> [Work order] Copy out all lines of the records in which the word "units" appears.

> [Records supplied]
▬▬▬▬▬▬▬▬▬▬
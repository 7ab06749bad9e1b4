//! Worker pools: submit a group of independent units of work and wait for all of them.

use anyhow::{Context, Result};
use rayon::prelude::*;

/// "Submit group, await all" execution substrate.
///
/// Results come back in submission order regardless of completion order.
/// Implementations must not return before every unit has finished.
pub trait WorkerPool: Send + Sync {
    fn submit_batch<I, T, F>(&self, items: &[I], unit: F) -> Vec<T>
    where
        I: Sync,
        T: Send,
        F: Fn(&I) -> T + Sync + Send;

    /// Upper bound on units running at the same time.
    fn width(&self) -> usize;
}

/// Runs units on a rayon thread pool.
pub struct RayonPool {
    pool: Option<rayon::ThreadPool>, // None: the global pool
}

impl RayonPool {
    /// Dedicated pool with `threads` workers.
    pub fn with_threads(threads: usize) -> Result<Self> {
        let pool = rayon::ThreadPoolBuilder::new()
            .num_threads(threads.max(1))
            .thread_name(|i| format!("xetl-worker-{}", i))
            .build()
            .context("build worker thread pool")?;
        Ok(Self { pool: Some(pool) })
    }

    /// Share rayon's global pool.
    pub fn global() -> Self {
        Self { pool: None }
    }
}

impl WorkerPool for RayonPool {
    fn submit_batch<I, T, F>(&self, items: &[I], unit: F) -> Vec<T>
    where
        I: Sync,
        T: Send,
        F: Fn(&I) -> T + Sync + Send,
    {
        let run = || items.par_iter().map(|item| unit(item)).collect::<Vec<T>>();
        match &self.pool {
            Some(pool) => pool.install(run),
            None => run(),
        }
    }

    fn width(&self) -> usize {
        match &self.pool {
            Some(pool) => pool.current_num_threads(),
            None => rayon::current_num_threads(),
        }
    }
}

/// Runs units one after the other on the calling thread.
#[derive(Clone, Copy, Debug, Default)]
pub struct InlinePool;

impl WorkerPool for InlinePool {
    fn submit_batch<I, T, F>(&self, items: &[I], unit: F) -> Vec<T>
    where
        I: Sync,
        T: Send,
        F: Fn(&I) -> T + Sync + Send,
    {
        items.iter().map(unit).collect()
    }

    fn width(&self) -> usize {
        1
    }
}

/// Pool for a configured parallelism: sequential for 1, dedicated for N, global otherwise.
pub enum AnyPool {
    Inline(InlinePool),
    Rayon(RayonPool),
}

impl AnyPool {
    pub fn for_parallelism(parallelism: Option<usize>) -> Result<Self> {
        Ok(match parallelism {
            Some(n) if n <= 1 => AnyPool::Inline(InlinePool),
            Some(n) => AnyPool::Rayon(RayonPool::with_threads(n)?),
            None => AnyPool::Rayon(RayonPool::global()),
        })
    }
}

impl WorkerPool for AnyPool {
    fn submit_batch<I, T, F>(&self, items: &[I], unit: F) -> Vec<T>
    where
        I: Sync,
        T: Send,
        F: Fn(&I) -> T + Sync + Send,
    {
        match self {
            AnyPool::Inline(p) => p.submit_batch(items, unit),
            AnyPool::Rayon(p) => p.submit_batch(items, unit),
        }
    }

    fn width(&self) -> usize {
        match self {
            AnyPool::Inline(p) => p.width(),
            AnyPool::Rayon(p) => p.width(),
        }
    }
}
▬▬▬▬▬▬▬▬▬▬
> [Written solution]
//! Worker pools: submit a group of independent units of work and wait for all of them.
    /// Upper bound on units running at the same time.
/// Runs units on a rayon thread pool.
/// Runs units one after the other on the calling thread.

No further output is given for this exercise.